Мэри — замечательная, ты сам знаешь. Она обожает Африку, чувствует себя там как дома. Сейчас она в Лондоне, ходит по магазинам с Рупертом Белвиллем и шлет тебе привет. Она велела передать тебе, что на ярмарке на площади Сан-Маргерита есть карусели с гондолами вместо лошадей. Я не знаю, может, это какой-то код — но передаю все так, как она просила.
Тут послышался стук в дверь, и в комнате появился человек, с которым я уже познакомился в наш предыдущий приезд в Венецию. Это был граф Федерико Кехлер — вежливый, шикарный, забавный и остроумный венецианец. В этот раз на нем были замшевые ботинки, в тон замшевые перчатки, почти в тон замшевый пиджак и довольно помятая, намокшая фетровая шляпа — конечно, тоже в тон всей этой замше. Он говорил на превосходном кембриджском английском и считался одним из самых метких стрелков в Венеции, а также вообще известным спортсменом. Они с Эрнестом сердечно поздоровались, и Эрнест тут же вручил ему нож с ручкой, украшенной жемчугом, который получил в подарок на Рождество.
— Я отдал свои рождественские ботинки Джеки, — сказал Эрнест, — булавку для галстука — Бертену и бумажник — какому-то ребенку.

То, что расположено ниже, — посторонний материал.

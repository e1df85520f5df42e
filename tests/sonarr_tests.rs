mod common;

use cliarr::sonarr::{AddSeries, SeriesItem, SonarrClient};
use cliarr::Error;
use common::MockTransport;
use reqwest::Method;
use serde_json::json;

fn client(mock: &MockTransport) -> SonarrClient {
    SonarrClient::new(mock.boxed())
}

fn lookup_result() -> serde_json::Value {
    json!([{
        "title": "The Expanse",
        "year": 2015,
        "tvdbId": 280619,
        "seasons": [
            {"seasonNumber": 0, "monitored": false},
            {"seasonNumber": 1, "monitored": true},
            {"seasonNumber": 2, "monitored": true},
        ],
    }])
}

#[tokio::test]
async fn test_add_serie_monitoring_selected_seasons() {
    let mock = MockTransport::new();
    mock.respond(Method::GET, "/api/v3/series/lookup", lookup_result())
        .respond(Method::GET, "/api/v3/rootfolder", json!([{"id": 1, "path": "/tv"}]));

    client(&mock)
        .add_serie(AddSeries::new(3).tvdb(280619).seasons(vec![2]))
        .await
        .unwrap();

    assert_eq!(
        mock.calls_to(Method::GET, "/api/v3/series/lookup")[0].param("term"),
        Some(&json!("tvdb:280619"))
    );
    let posted = mock.calls_to(Method::POST, "/api/v3/series");
    let body = posted[0].body.as_ref().unwrap();
    assert_eq!(body["path"], json!("/tv/The Expanse"));
    assert_eq!(body["qualityProfileId"], json!(3));
    assert_eq!(body["seasonFolder"], json!(true));
    assert_eq!(
        body["seasons"],
        json!([
            {"seasonNumber": 0, "monitored": false},
            {"seasonNumber": 1, "monitored": false},
            {"seasonNumber": 2, "monitored": true},
        ])
    );
    assert_eq!(
        body["addOptions"],
        json!({
            "searchForMissingEpisodes": true,
            "ignoreEpisodesWithFiles": true,
            "ignoreEpisodesWithoutFiles": false,
        })
    );
}

#[tokio::test]
async fn test_add_serie_without_seasons_keeps_server_selection() {
    let mock = MockTransport::new();
    mock.respond(Method::GET, "/api/v3/series/lookup", lookup_result())
        .respond(Method::GET, "/api/v3/rootfolder", json!([{"id": 1, "path": "/tv"}]));

    let mut request = AddSeries::new(1).tvdb(280619);
    request.season_folder = false;
    request.search = false;
    client(&mock).add_serie(request).await.unwrap();

    let body = mock.last_call().body.unwrap();
    assert_eq!(body["seasons"], lookup_result()[0]["seasons"]);
    assert_eq!(body["seasonFolder"], json!(false));
    assert_eq!(body["addOptions"]["searchForMissingEpisodes"], json!(false));
    assert_eq!(body["addOptions"]["ignoreEpisodesWithoutFiles"], json!(true));
}

#[tokio::test]
async fn test_add_serie_zero_tvdb_id_falls_back_to_serie_info() {
    let mock = MockTransport::new();
    mock.respond(Method::GET, "/api/v3/rootfolder", json!([{"id": 1, "path": "/tv"}]));

    let serie = SeriesItem::from_value(lookup_result()[0].clone()).unwrap();
    client(&mock)
        .add_serie(AddSeries::new(1).tvdb(0).serie_info(serie))
        .await
        .unwrap();

    assert!(mock.calls_to(Method::GET, "/api/v3/series/lookup").is_empty());
    assert_eq!(mock.last_call().body.unwrap()["tvdbId"], json!(280619));
}

#[tokio::test]
async fn test_add_serie_unknown_tvdb_id() {
    let mock = MockTransport::new();
    mock.respond(Method::GET, "/api/v3/series/lookup", json!([]));

    let err = client(&mock)
        .add_serie(AddSeries::new(1).tvdb(1))
        .await
        .unwrap_err();
    assert!(matches!(err, Error::Sonarr(_)));
}

#[tokio::test]
async fn test_lookup_serie_requires_a_criterion() {
    let mock = MockTransport::new();
    let err = client(&mock).lookup_serie(None, None).await.unwrap_err();
    assert!(matches!(err, Error::Sonarr(_)));
    assert!(mock.calls().is_empty());
}

#[tokio::test]
async fn test_lookup_serie_prefers_tvdb_id() {
    let mock = MockTransport::new();
    let sonarr = client(&mock);

    sonarr.lookup_serie(Some("expanse"), Some(280619)).await.unwrap();
    assert_eq!(mock.last_call().param("term"), Some(&json!("tvdb:280619")));

    sonarr.lookup_serie(Some("expanse"), None).await.unwrap();
    assert_eq!(mock.last_call().param("term"), Some(&json!("expanse")));
}

#[tokio::test]
async fn test_episodes() {
    let mock = MockTransport::new();
    let sonarr = client(&mock);

    sonarr.get_episode(Some(4), None).await.unwrap();
    let call = mock.last_call();
    assert_eq!(call.path, "/api/v3/episode");
    assert_eq!(call.params, Some(json!({"seriesId": 4})));

    sonarr.get_episode(None, Some(40)).await.unwrap();
    assert_eq!(mock.last_call().path, "/api/v3/episode/40");

    sonarr.get_episode_file(None, Some(41)).await.unwrap();
    assert_eq!(mock.last_call().path, "/api/v3/episodefile/41");

    sonarr.delete_episode_file(41).await.unwrap();
    let call = mock.last_call();
    assert_eq!((call.method, call.path.as_str()), (Method::DELETE, "/api/v3/episodefile/41"));

    let err = sonarr.get_episode(None, None).await.unwrap_err();
    assert!(matches!(err, Error::Sonarr(_)));
}

#[tokio::test]
async fn test_delete_serie_with_exclusion() {
    let mock = MockTransport::new();
    client(&mock).delete_serie(2, true, true).await.unwrap();

    let call = mock.last_call();
    assert_eq!(call.path, "/api/v3/series/2");
    assert_eq!(
        call.params,
        Some(json!({"deleteFiles": true, "addImportListExclusion": true}))
    );
}

#[tokio::test]
async fn test_serie_commands() {
    let mock = MockTransport::new();
    let sonarr = client(&mock);

    sonarr.refresh_serie(Some(2)).await.unwrap();
    assert_eq!(
        mock.last_call().body,
        Some(json!({"name": "RefreshSeries", "seriesId": 2}))
    );

    sonarr.rescan_serie(None).await.unwrap();
    assert_eq!(mock.last_call().body, Some(json!({"name": "RescanSeries"})));

    sonarr.missing_episodes_search().await.unwrap();
    assert_eq!(
        mock.last_call().body,
        Some(json!({"name": "missingEpisodeSearch"}))
    );

    sonarr.rename_files(&[5], 2).await.unwrap();
    assert_eq!(
        mock.last_call().body,
        Some(json!({"name": "RenameFiles", "files": [5], "seriesId": 2}))
    );
}

#[tokio::test]
async fn test_create_exclusion() {
    let mock = MockTransport::new();
    client(&mock).create_exclusion("The Expanse", 280619).await.unwrap();

    let call = mock.last_call();
    assert_eq!(call.path, "/api/v3/importlistexclusion");
    assert_eq!(call.body, Some(json!({"title": "The Expanse", "tvdbId": 280619})));
}
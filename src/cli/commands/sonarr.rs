use super::common;
use crate::cli::args::{AddSerieArgs, EditSerieArgs, SonarrCommand};
use crate::cli::output::Printer;
use crate::error::Error;
use crate::sonarr::{AddSeries, SonarrClient};
use anyhow::Result;
use tracing::info;

pub(super) async fn run(client: &SonarrClient, command: SonarrCommand, printer: &Printer) -> Result<()> {
    match command {
        SonarrCommand::Get { sid } => printer.items("Serie info", &client.get_serie(sid).await?)?,
        SonarrCommand::Lookup { terms, tvdb } => {
            match client.lookup_serie(terms.as_deref(), tvdb).await? {
                Some(series) => printer.candidates(&series)?,
                None => printer.message("No match found"),
            }
        }
        SonarrCommand::Add(args) => add(client, args, printer).await?,
        SonarrCommand::Edit(args) => edit(client, args, printer).await?,
        SonarrCommand::Delete {
            sid,
            delfiles,
            exclude,
        } => printer.value("Result", &client.delete_serie(sid, delfiles, exclude).await?)?,
        SonarrCommand::Refresh { sid } => {
            printer.value("Result", &client.refresh_serie(sid).await?)?
        }
        SonarrCommand::Rescan { sid } => printer.value("Result", &client.rescan_serie(sid).await?)?,
        SonarrCommand::GetEpisode { sid, epid } => {
            printer.value("Episodes", &client.get_episode(sid, epid).await?)?
        }
        SonarrCommand::GetEpisodeFile { sid, epid } => {
            printer.value("Episode files", &client.get_episode_file(sid, epid).await?)?
        }
        SonarrCommand::DeleteEpisodeFile { epid } => {
            printer.value("Result", &client.delete_episode_file(epid).await?)?
        }
        SonarrCommand::MissingSearch => {
            printer.value("Result", &client.missing_episodes_search().await?)?
        }
        SonarrCommand::RenamePreview { sid } => {
            printer.value("Renames", &client.get_rename(sid).await?)?
        }
        SonarrCommand::Rename { sid, files } => {
            printer.value("Result", &client.rename_files(&files, sid).await?)?
        }
        SonarrCommand::AddExclusion { title, tvdb } => {
            printer.value("Result", &client.create_exclusion(&title, tvdb).await?)?
        }
        SonarrCommand::Common(command) => common::run(client.api(), command, printer).await?,
    }
    Ok(())
}

async fn add(client: &SonarrClient, args: AddSerieArgs, printer: &Printer) -> Result<()> {
    let mut request = AddSeries::new(0).seasons(args.seasons);
    if let Some(terms) = args.terms.as_deref().filter(|_| args.tvdb.is_none()) {
        let choices = client.lookup_serie(Some(terms), None).await?;
        request.serie_info = Some(common::choose_item(terms, choices)?);
    }
    request.tvdb_id = args.tvdb;
    request.quality = common::choose_profile(client.api(), args.quality).await?;
    if args.path.is_none() {
        request.root_id = common::choose_root_folder(client.api(), args.root).await?;
    }
    request.path = args.path;
    request.season_folder = args.season_folders;
    request.monitored = !args.unmonitored;
    request.search = !args.no_search;

    let res = client.add_serie(request).await?;
    info!("Serie added");
    printer.value("Added", &res)
}

async fn edit(client: &SonarrClient, args: EditSerieArgs, printer: &Printer) -> Result<()> {
    let mut serie = client
        .get_serie(Some(args.sid))
        .await?
        .into_first()
        .ok_or_else(|| Error::Sonarr(format!("No serie with id {}", args.sid)))?;

    if let Some(quality) = args.quality {
        serie.set_quality_profile_id(quality);
    }
    if let Some(path) = args.path.as_deref() {
        serie.set_path(path);
    }
    if let Some(monitored) = args.monitored {
        serie.set_monitored(monitored);
    }
    if let Some(season_folder) = args.season_folders {
        serie.set_season_folder(season_folder);
    }

    let res = client.edit_serie(&serie).await?;
    printer.value("Updated", &res)
}
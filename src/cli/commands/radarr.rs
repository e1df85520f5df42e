use super::common;
use crate::cli::args::{AddMovieArgs, EditMovieArgs, RadarrCommand};
use crate::cli::output::Printer;
use crate::error::Error;
use crate::radarr::{AddMovie, RadarrClient};
use anyhow::Result;
use serde_json::Value;
use tracing::info;

pub(super) async fn run(client: &RadarrClient, command: RadarrCommand, printer: &Printer) -> Result<()> {
    match command {
        RadarrCommand::Get { mid } => printer.items("Movie info", &client.get_movie(mid).await?)?,
        RadarrCommand::Lookup { terms, imdb, tmdb } => {
            match client
                .lookup_movie(terms.as_deref(), imdb.as_deref(), tmdb)
                .await?
            {
                Some(movies) => printer.candidates(&movies)?,
                None => printer.message("No match found"),
            }
        }
        RadarrCommand::Add(args) => add(client, args, printer).await?,
        RadarrCommand::Edit(args) => edit(client, args, printer).await?,
        RadarrCommand::Delete {
            mid,
            delfiles,
            exclude,
        } => printer.value("Result", &client.delete_movie(mid, delfiles, exclude).await?)?,
        RadarrCommand::Refresh { mid } => {
            printer.value("Result", &client.refresh_movie(mid).await?)?
        }
        RadarrCommand::Rescan { mid } => printer.value("Result", &client.rescan_movie(mid).await?)?,
        RadarrCommand::MissingSearch => {
            printer.value("Result", &client.missing_movies_search().await?)?
        }
        RadarrCommand::RenamePreview { mid } => {
            printer.value("Renames", &client.get_rename(mid).await?)?
        }
        RadarrCommand::Rename { files } => {
            printer.value("Result", &client.rename_files(&files).await?)?
        }
        RadarrCommand::AddExclusion { title, tmdb, year } => {
            printer.value("Result", &client.create_exclusion(&title, tmdb, year).await?)?
        }
        RadarrCommand::LanguageProfiles => {
            let profiles = client.get_language_profiles().await?;
            printer.value("Language profiles", &Value::Array(profiles))?
        }
        RadarrCommand::Common(command) => common::run(client.api(), command, printer).await?,
    }
    Ok(())
}

async fn add(client: &RadarrClient, args: AddMovieArgs, printer: &Printer) -> Result<()> {
    let mut request = AddMovie::new(0);
    let by_id = args.tmdb.is_some() || args.imdb.is_some();
    if let Some(terms) = args.terms.as_deref().filter(|_| !by_id) {
        let choices = client.lookup_movie(Some(terms), None, None).await?;
        request.movie_info = Some(common::choose_item(terms, choices)?);
    }
    request.tmdb_id = args.tmdb;
    request.imdb_id = args.imdb;
    request.quality = common::choose_profile(client.api(), args.quality).await?;
    if args.path.is_none() {
        request.root_id = common::choose_root_folder(client.api(), args.root).await?;
    }
    request.path = args.path;
    request.monitored = !args.unmonitored;
    request.search = !args.no_search;

    let res = client.add_movie(request).await?;
    info!("Movie added");
    printer.value("Added", &res)
}

async fn edit(client: &RadarrClient, args: EditMovieArgs, printer: &Printer) -> Result<()> {
    let mut movie = client
        .get_movie(Some(args.mid))
        .await?
        .into_first()
        .ok_or_else(|| Error::Radarr(format!("No movie with id {}", args.mid)))?;

    if let Some(quality) = args.quality {
        movie.set_quality_profile_id(quality);
    }
    if let Some(path) = args.path.as_deref() {
        movie.set_path(path);
    }
    if let Some(monitored) = args.monitored {
        movie.set_monitored(monitored);
    }

    let res = client.edit_movie(&movie, args.move_files).await?;
    printer.value("Updated", &res)
}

Люблю начинать новый год с новыми вещами. Но пока не избавишься от старых, не получишь новых.
Эрнест всегда раздавал людям то, чем он владел, чтобы никогда не стать заложником своего имущества. Кроме охотничьего снаряжения и картин, у него действительно было очень мало ценного. «В жизни человеку необходимо совсем немного, — говорил он, — и, избавляясь от материальных ценностей, я твердо знаю, что не буду тратить себя и свое время на то, что мне совсем не нужно».